● WORK INSTRUCTION: Every record must be repeated precisely as it stands.

━━━━━━━━━━

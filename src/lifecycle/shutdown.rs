//! Shutdown on SIGTERM, SIGINT, or an explicit request

use std::sync::atomic::{AtomicBool, Ordering};
use std::sync::Arc;

use anyhow::{Context, Result};
use tokio::signal::unix::{signal, SignalKind};
use tokio::sync::Notify;
use tracing::debug;

/// Resolves when the process should stop; clones share the same trigger
#[derive(Debug, Clone, Default)]
pub struct ShutdownSignal {
    notify: Arc<Notify>,
    triggered: Arc<AtomicBool>,
}

impl ShutdownSignal {
    pub fn new() -> Self {
        Self::default()
    }

    /// Request shutdown; safe to call from any thread
    pub fn trigger(&self) {
        self.triggered.store(true, Ordering::SeqCst);
        self.notify.notify_one();
    }

    pub fn is_triggered(&self) -> bool {
        self.triggered.load(Ordering::SeqCst)
    }

    /// Wait for a signal or a `trigger()` call
    pub async fn wait(&self) -> Result<()> {
        let mut sigterm =
            signal(SignalKind::terminate()).context("failed to register SIGTERM handler")?;
        let mut sigint =
            signal(SignalKind::interrupt()).context("failed to register SIGINT handler")?;

        if self.is_triggered() {
            return Ok(());
        }

        tokio::select! {
            _ = sigterm.recv() => {
                debug!("received SIGTERM");
            }
            _ = sigint.recv() => {
                debug!("received SIGINT");
            }
            _ = self.notify.notified() => {
                debug!("shutdown requested");
            }
        }

        Ok(())
    }
}

#[cfg(test)]
mod tests {
    use std::time::Duration;

    use super::*;

    #[tokio::test]
    async fn test_trigger_from_clone() {
        let shutdown = ShutdownSignal::new();
        let remote = shutdown.clone();

        std::thread::spawn(move || remote.trigger());

        tokio::time::timeout(Duration::from_secs(5), shutdown.wait())
            .await
            .expect("shutdown not observed")
            .unwrap();
        assert!(shutdown.is_triggered());
    }

    #[tokio::test]
    async fn test_trigger_before_wait() {
        let shutdown = ShutdownSignal::new();
        shutdown.trigger();

        tokio::time::timeout(Duration::from_secs(1), shutdown.wait())
            .await
            .expect("shutdown not observed")
            .unwrap();
    }
}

━━━━━━━━━━

● RESULT OF THE TASK:
filename src/lifecycle/shutdown.rs
//! Shutdown on SIGTERM, SIGINT, or an explicit request

use std::sync::atomic::{AtomicBool, Ordering};
use std::sync::Arc;

use anyhow::{Context, Result};
use tokio::signal::unix::{signal, SignalKind};
use tokio::sync::Notify;
use tracing::debug;

/// Resolves when the process should stop; clones share the same trigger
#[derive(Debug, Clone, Default)]
pub struct ShutdownSignal {
    notify: Arc<Notify>,
    triggered: Arc<AtomicBool>,
}

impl ShutdownSignal {
    pub fn new() -> Self {
        Self::default()
    }

    /// Request shutdown; safe to call from any thread
    pub fn trigger(&self) {
        self.triggered.store(true, Ordering::SeqCst);
        self.notify.notify_one();
    }

    pub fn is_triggered(&self) -> bool {
        self.triggered.load(Ordering::SeqCst)
    }

    /// Wait for a signal or a `trigger()` call
    pub async fn wait(&self) -> Result<()> {
        let mut sigterm =
            signal(SignalKind::terminate()).context("failed to register SIGTERM handler")?;
        let mut sigint =
            signal(SignalKind::interrupt()).context("failed to register SIGINT handler")?;

        if self.is_triggered() {
            return Ok(());
        }

        tokio::select! {
            _ = sigterm.recv() => {
                debug!("received SIGTERM");
            }
            _ = sigint.recv() => {
                debug!("received SIGINT");
            }
            _ = self.notify.notified() => {
                debug!("shutdown requested");
            }
        }

        Ok(())
    }
}

#[cfg(test)]
mod tests {
    use std::time::Duration;

    use super::*;

    #[tokio::test]
    async fn test_trigger_from_clone() {
        let shutdown = ShutdownSignal::new();
        let remote = shutdown.clone();

        std::thread::spawn(move || remote.trigger());

        tokio::time::timeout(Duration::from_secs(5), shutdown.wait())
            .await
            .expect("shutdown not observed")
            .unwrap();
        assert!(shutdown.is_triggered());
    }

    #[tokio::test]
    async fn test_trigger_before_wait() {
        let shutdown = ShutdownSignal::new();
        shutdown.trigger();

        tokio::time::timeout(Duration::from_secs(1), shutdown.wait())
            .await
            .expect("shutdown not observed")
            .unwrap();
    }
}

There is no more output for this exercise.